If they are not permitted to strut their stuff, however, it is surely prudent to start betting stay-at-home British horses as their current odds will collapse in the event of a no-show from across the water.
Value in the Brit contingent?
Ballydoyle’s arch-rivals Godolphin may become the main beneficiaries courtesy of Pinatubo. The Shamardal colt was unbeatable as a two-year-old and earned the highest juvenile rating for 25 years following his nine-length romp in the Vincent O’Brien National Stakes at the Curragh last September.
The Charlie Appleby-trained colt is an even-money shot to lift the 2,000 Guineas and is available at 7-1 for the Derby. The boys in blue have another fancied Derby runner in Saeed bin Suroor’s Military March, unbeaten in two career starts, the latest coming in the Group Three Dubai Autumn Stakes over a mile at Newmarket last October. He has been well found in the market over the winter and is a top-priced 12-1 with William Hill.
John Gosden, Britain’s champion trainer, chose a one-mile novice stakes on the all-weather track at chilly Wolverhampton in December to introduce the aforementioned Waldonig to the public and the colt duly spread-eagled his rivals by nine lengths.

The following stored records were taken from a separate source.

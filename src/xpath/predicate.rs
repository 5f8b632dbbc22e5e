//! Step predicates
//!
//! A predicate filters the candidates of one step. Built-in variants cover the
//! positional and simple comparison forms; anything richer comes through
//! [`PredicateExpr`], the boundary to an external expression evaluator.
//!
//! Predicates run inside a [`Scope`]: a stack of frames carrying variable
//! bindings and namespace prefixes. The location path pushes its own
//! namespace frame when an evaluation starts.

use std::collections::HashMap;
use std::fmt;
use std::sync::Arc;

use super::axes::{Axis, AxisIterator, NodeFilter};
use super::compiler::LocationPath;
use super::value::PredicateValue;
use crate::dtm::{Navigator, NodeHandle, NodeType};
use crate::error::PathError;

/// External predicate evaluator
pub trait PredicateExpr: Send + Sync + fmt::Debug {
    fn evaluate(&self, ctx: &mut PredicateContext<'_>) -> Result<PredicateValue, PathError>;

    /// Whether `ctx.size()` is used; such steps buffer each context's nodes
    fn needs_context_size(&self) -> bool {
        false
    }
}

/// Everything a predicate sees about one candidate
pub struct PredicateContext<'a> {
    pub nav: &'a mut dyn Navigator,
    pub node: NodeHandle,
    /// 1-based proximity position among candidates that reached this predicate
    pub position: usize,
    pub scope: &'a Scope,
    /// Index of the predicate within its step
    pub index: usize,
    size: Option<usize>,
}

impl<'a> PredicateContext<'a> {
    pub fn new(
        nav: &'a mut dyn Navigator,
        node: NodeHandle,
        position: usize,
        size: Option<usize>,
        scope: &'a Scope,
        index: usize,
    ) -> Self {
        PredicateContext {
            nav,
            node,
            position,
            scope,
            index,
            size,
        }
    }

    /// Context size; only known for steps that buffer
    pub fn size(&self) -> Result<usize, PathError> {
        self.size.ok_or_else(|| self.fail("context size is not available on a streaming step"))
    }

    /// Error attributed to this predicate
    pub fn fail(&self, message: impl Into<String>) -> PathError {
        PathError::Predicate {
            index: self.index,
            message: message.into(),
        }
    }
}

/// A filter attached to a location step
#[derive(Debug, Clone)]
pub enum Predicate {
    /// `[n]`
    Position(usize),
    /// `[last()]`
    Last,
    /// `[relative/path]`: true when the path selects anything
    Exists(LocationPath),
    /// `[@name = 'value']`
    AttributeEquals {
        namespace: Option<String>,
        local: String,
        value: String,
    },
    /// `[. = 'value']`
    StringValueEquals(String),
    /// `[$name]`
    Variable(String),
    Not(Box<Predicate>),
    Expr(Arc<dyn PredicateExpr>),
}

impl Predicate {
    pub fn attribute_equals(local: impl Into<String>, value: impl Into<String>) -> Self {
        Predicate::AttributeEquals {
            namespace: None,
            local: local.into(),
            value: value.into(),
        }
    }

    pub fn expr<E: PredicateExpr + 'static>(expr: E) -> Self {
        Predicate::Expr(Arc::new(expr))
    }

    pub fn needs_context_size(&self) -> bool {
        match self {
            Predicate::Last => true,
            Predicate::Not(inner) => inner.needs_context_size(),
            Predicate::Expr(expr) => expr.needs_context_size(),
            _ => false,
        }
    }

    /// Whether the candidate in `ctx` passes
    pub fn test(&self, ctx: &mut PredicateContext<'_>) -> Result<bool, PathError> {
        match self {
            Predicate::Position(n) => Ok(ctx.position == *n),
            Predicate::Last => Ok(ctx.position == ctx.size()?),
            Predicate::Exists(path) => {
                let mut evaluation = path.evaluate_in(ctx.node, ctx.scope.clone());
                Ok(evaluation.next_node(&mut *ctx.nav)?.is_some())
            }
            Predicate::AttributeEquals {
                namespace,
                local,
                value,
            } => {
                let namespace = namespace.as_deref().unwrap_or("");
                let mut attributes = AxisIterator::new(Axis::Attribute, NodeFilter::Kind(NodeType::Attribute));
                attributes.set_start_node(ctx.node);
                while let Some(attribute) = attributes.next_node(&mut *ctx.nav)? {
                    let nav = &*ctx.nav;
                    if nav.local_name(attribute) == local.as_str() && nav.namespace_uri(attribute) == namespace {
                        return Ok(nav.node_value(attribute) == value.as_str());
                    }
                }
                Ok(false)
            }
            Predicate::StringValueEquals(expected) => Ok(ctx.nav.string_value(ctx.node)? == *expected),
            Predicate::Variable(name) => {
                let value = ctx
                    .scope
                    .variable(name)
                    .ok_or_else(|| PathError::UnboundVariable(name.clone()))?;
                Ok(value.accepts(ctx.position))
            }
            Predicate::Not(inner) => Ok(!inner.test(ctx)?),
            Predicate::Expr(expr) => {
                let value = expr.evaluate(ctx)?;
                Ok(value.accepts(ctx.position))
            }
        }
    }
}

#[derive(Debug, Clone, Default)]
struct Frame {
    variables: HashMap<String, PredicateValue>,
    namespaces: HashMap<String, String>,
}

/// Variable and namespace bindings visible to predicates
#[derive(Debug, Clone)]
pub struct Scope {
    frames: Vec<Frame>,
}

impl Default for Scope {
    fn default() -> Self {
        Self::new()
    }
}

impl Scope {
    /// A scope with one empty frame
    pub fn new() -> Self {
        Scope {
            frames: vec![Frame::default()],
        }
    }

    pub fn push(&mut self) {
        self.frames.push(Frame::default());
    }

    /// Drop the innermost frame; the outermost one stays
    pub fn pop(&mut self) {
        if self.frames.len() > 1 {
            self.frames.pop();
        }
    }

    pub fn depth(&self) -> usize {
        self.frames.len()
    }

    pub fn bind_variable(&mut self, name: impl Into<String>, value: PredicateValue) {
        if let Some(frame) = self.frames.last_mut() {
            frame.variables.insert(name.into(), value);
        }
    }

    pub fn declare_namespace(&mut self, prefix: impl Into<String>, uri: impl Into<String>) {
        if let Some(frame) = self.frames.last_mut() {
            frame.namespaces.insert(prefix.into(), uri.into());
        }
    }

    /// Innermost binding of `name`
    pub fn variable(&self, name: &str) -> Option<&PredicateValue> {
        self.frames.iter().rev().find_map(|f| f.variables.get(name))
    }

    pub fn resolve_prefix(&self, prefix: &str) -> Option<&str> {
        self.frames
            .iter()
            .rev()
            .find_map(|f| f.namespaces.get(prefix))
            .map(String::as_str)
    }
}

#[cfg(test)]
mod tests {
    use super::*;
    use crate::config::DtmConfig;
    use crate::dtm::Dtm;

    #[derive(Debug)]
    struct Fails;

    impl PredicateExpr for Fails {
        fn evaluate(&self, ctx: &mut PredicateContext<'_>) -> Result<PredicateValue, PathError> {
            Err(ctx.fail("boom"))
        }
    }

    fn element(xml: &str) -> (Dtm, NodeHandle) {
        let mut dtm = Dtm::parse(xml, DtmConfig::default()).unwrap();
        let root = dtm.document_node();
        let first = dtm.first_child(root).unwrap().unwrap();
        (dtm, first)
    }

    #[test]
    fn test_scope_shadowing() {
        let mut scope = Scope::new();
        scope.bind_variable("x", PredicateValue::from(1usize));
        scope.declare_namespace("p", "urn:outer");
        scope.push();
        scope.bind_variable("x", PredicateValue::from(2usize));
        assert_eq!(scope.variable("x"), Some(&PredicateValue::Number(2.0)));
        assert_eq!(scope.resolve_prefix("p"), Some("urn:outer"));
        scope.pop();
        assert_eq!(scope.variable("x"), Some(&PredicateValue::Number(1.0)));
        scope.pop();
        assert_eq!(scope.depth(), 1);
        assert_eq!(scope.variable("y"), None);
    }

    #[test]
    fn test_attribute_and_string_value() {
        let (mut dtm, a) = element(r#"<a id="7">text</a>"#);
        let scope = Scope::new();
        let mut ctx = PredicateContext::new(&mut dtm, a, 1, None, &scope, 0);
        assert!(Predicate::attribute_equals("id", "7").test(&mut ctx).unwrap());
        assert!(!Predicate::attribute_equals("id", "8").test(&mut ctx).unwrap());
        assert!(!Predicate::attribute_equals("missing", "7").test(&mut ctx).unwrap());
        assert!(Predicate::StringValueEquals("text".into()).test(&mut ctx).unwrap());
        assert!(Predicate::Not(Box::new(Predicate::Position(2))).test(&mut ctx).unwrap());
    }

    #[test]
    fn test_last_needs_size() {
        let (mut dtm, a) = element("<a/>");
        let scope = Scope::new();
        assert!(Predicate::Last.needs_context_size());
        let mut streaming = PredicateContext::new(&mut dtm, a, 1, None, &scope, 2);
        let err = Predicate::Last.test(&mut streaming).unwrap_err();
        assert!(matches!(err, PathError::Predicate { index: 2, .. }));

        let mut buffered = PredicateContext::new(&mut dtm, a, 3, Some(3), &scope, 0);
        assert!(Predicate::Last.test(&mut buffered).unwrap());
    }

    #[test]
    fn test_variables() {
        let (mut dtm, a) = element("<a/>");
        let mut scope = Scope::new();
        scope.bind_variable("pos", PredicateValue::from(1usize));
        let mut ctx = PredicateContext::new(&mut dtm, a, 1, None, &scope, 0);
        assert!(Predicate::Variable("pos".into()).test(&mut ctx).unwrap());
        assert_eq!(
            Predicate::Variable("nope".into()).test(&mut ctx).unwrap_err(),
            PathError::UnboundVariable("nope".into())
        );
    }

    #[test]
    fn test_expr_error_carries_index() {
        let (mut dtm, a) = element("<a/>");
        let scope = Scope::new();
        let mut ctx = PredicateContext::new(&mut dtm, a, 1, None, &scope, 4);
        let err = Predicate::expr(Fails).test(&mut ctx).unwrap_err();
        assert_eq!(
            err,
            PathError::Predicate {
                index: 4,
                message: "boom".into()
            }
        );
    }
}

Lowly Wolverhampton is an unlikely jumping-off point for a horse with Classic pretensions but Gosden, always an innovator, followed the same path with Jack Hobbs, easy winner of a Wolverhampton maiden on debut before finding only stablemate Golden Horn too strong in the 2015 Derby.
Waldkonig, a son of outstanding sire Kingman, is currently a best-priced 14-1 for the Derby. Interestingly, Gosden’s team also features Darain, an unraced full brother to multiple Group One scorer Too Darn Hot. Inexperience could prove his Achilles heel at this stage of his career.
Andrew Balding’s Kameko is also at the top end of the ante-post lists and justifiably so on the strength of his wide-margin victory under Oisin Murphy in the Group One Futurity Trophy Stakes at Newcastle. Bet365 are best price at 14-1.
Senior statesman Sir Michael Stoute, a five-time Investec Derby legend, has high hopes for unbeaten pair Highest Ground and Satono Japan, the duo making eye-catching debuts at Leicester and Kempton Park at the backend of last season. They are available at 33-1 and 50-1 respectively.
Finally, hundreds of horses have been exercising daily on the Newmarket gallops throughout the current crisis and my trusty gallop-watcher has been raving about a Gosden two-year-old named Saique. One for Royal Ascot perhaps? You heard it here first.